Libre choix du conjoint, divorce par consentement mutuel, protection de la sphère privée contre les intrusions du pouvoir étatique, et contre la pression des instances morales, sociales et religieuses qui s’exerce en matière sexuelle, éducative ou procréative : le droit positif protège désormais la liberté dans la sphère familiale dont nombre d’auteurs, depuis le XIXe siècle (Benjamin Constant, Henry Maine, Alexis de Tocqueville) jusqu’aujourd’hui (Anthony Giddens, John Rawls, Axel Honneth, Susan Moller Okin, Martha Nussbaum), observent le développement et consacrent la valeur.
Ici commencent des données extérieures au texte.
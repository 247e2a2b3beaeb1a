pub mod anim;
pub mod camera;
pub mod constants;
pub mod layout;
pub mod mips;
pub mod scene;
pub mod scroll;

pub use anim::*;
pub use camera::*;
pub use layout::*;
pub use mips::*;
pub use scene::*;
pub use scroll::*;

pub static SCENE_WGSL: &str = include_str!("../../shaders/scene.wgsl");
Encore faut-il s’entendre sur le sens de cette liberté, et saisir en quoi la vie en famille la détermine et lui fait obstacle. La notion appelle une clarification, car elle désigne des choses différentes, voire opposées : la liberté collective du groupe, ou celle de ses membres. Dans le second cas, elle désigne tantôt l’indépendance des uns vis-à-vis des autres, tantôt la protection légale et statutaire de chacun contre l’arbitraire, la dégradation et l’instrumentalisation, tantôt enfin l’émancipation du sujet social vis-à-vis des diverses servitudes auxquelles il est exposé. 

Un examen généalogique permet de comprendre la multiplicité des racines philosophiques de la liberté familiale, et l’on proposera de ressaisir la typologie de ces trois significations en convoquant la différence entre l’indépendance de l’individu selon Locke, la liberté légale des personnes selon Kant, et le processus d’émancipation que poursuit avec plus ou moins de succès le sujet spinoziste.

Cette généalogie philosophique se montre également féconde, parce que ces trois sens historiques de la liberté se prêtent à une réactualisation qui éclaire le droit positif. La liberté de divorcer, l’interdiction légale, et désormais d’ordre public, de céder son autorité parentale à l’autre parent, ou enfin la vigilance à l’égard de la manipulation par les proches constituent trois types de garanties juridiques qui, chacune, promeuvent une seule de ces trois formes de liberté, et qui peuvent dicter des conduites différentes (séparation ou maintien de la solidarité ; saisie du juge, d’un avocat ou d’un notaire, ou négociation informelle). 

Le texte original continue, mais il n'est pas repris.